The parent tried, he went to his son, up the four stone steps. Lego hoped to witness a round blow box to the arrogant child. He was surprised to see his lord, in his odd outfit, take strong young Lohengrin by the shoulders and just hold him. He thought of the biblical story of King David and his son Absalom. The local priest had worked over the tale a few weeks ago. He recalled being strangely moved, almost to tears by the words spoken when the unhappy king of the Hebrews faced the messenger from the battlefield where his furious and rebellious son was trying to overthrow his own father. The messenger gave him the worst news a parent can ever dread and: “When David heard that Absalom was slain he went to his chamber and wept. And thus he said: “Absalom my son would God I had died for thee.”
“I have much to repent of as a father and husband,” the knight was telling his child. “Pray you allow me to do so.”
Lohengrin started to reply and then didn’t. That was new. He was actually surprised. He didn’t pull away from those almost delicate, hard, well-shaped hands that could have practically twisted the head off a bull.
Parsival had no more to say. He stared into Lohengrin’s eyes, wondering how to express to him the strange truth he’d just been touched by. Lego sighed a deep breath.
Parsival had done Lego a service in the wake of a minor battle between King Arthur and some rebellious Baron. Parsival was looking for any of his wounded or dead they might have missed. Dusk was coming on as if it flowed subtly from the rills and stones and sparse, harsh highland trees themselves. He heard shouts and a clank of arms nearby.
He’d been crossing a stony, smooth hilltop. Down in the shallow valley a row of huts smoldered, the dark smoke streaking the warm dusk. He could see the baron’s castle set well up the far hill-slope.
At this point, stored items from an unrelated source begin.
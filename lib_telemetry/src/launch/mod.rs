//! # Launch Sequencing
//!
//! The console-narrated launch state machine.
//!
//! ## Core Components:
//!
//! - **`state`**: `LaunchState` and its legal edges.
//! - **`script`**: Validated step lists, the built-in countdown and JSON
//!   loading.
//! - **`trigger`**: When a step may fire (`ScriptedTrigger` for mock runs,
//!   `TelemetryTrigger` for live ones).
//! - **`sequencer`**: One run of a script.
//! - **`controller`**: Replaces the sequencer on every `start`.

#![forbid(unsafe_code)]
#![warn(missing_docs, rust_2018_idioms, unused_qualifications)]

/// Run management across successive launches.
pub mod controller;
/// Launch errors.
pub mod error;
/// Step lists.
pub mod script;
/// A single run.
pub mod sequencer;
/// The launch state machine.
pub mod state;
/// Step trigger strategies.
pub mod trigger;

// --- Public API Re-exports ---
pub use controller::{LaunchController, LaunchMode};
pub use error::LaunchError;
pub use script::{LaunchScript, LaunchStep, StepEffect};
pub use sequencer::{FiredStep, LaunchSequencer};
pub use state::LaunchState;
pub use trigger::{ScriptedTrigger, StepTrigger, TelemetryCondition, TelemetryTrigger};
That lord and what was left of his forces were sealed inside, repairing themselves and eating bitter bread and turnips, hoping there would be no siege. The fields beyond the huts were littered with their dead.
Parsival had followed the sounds over the reverse slope and found a posse of some of Arthur’s hired men-at-arms (the sort who blurred the boundaries of banditry) had trapped and disarmed a man who’d been wounded in the thigh and deserted by his companions. They’d looped a rope around one armored ankle and were having sport dragging him over the rocky ground.
Parsival hadn’t approved. He was able to accept his way of life only by being as fair and decent as possible. He was always bothered by the memory of times when he had showed no mercy.
“Every time a man is cruel,” he liked to say, “it leaves a dead spot in his soul.”
Like a callus that can never be smoothed from the skin. So he shouted:
“Hold, you base oafs!” He cantered into the thick of them. “If a man be down let him lie, by Christ.”
The soldiers had scattered like schoolboys caught at a prank. At a little distance two had paused and turned around.
“Knight,” one cried, a potbellied man in ragged leathers, “Why do you help an enemy?”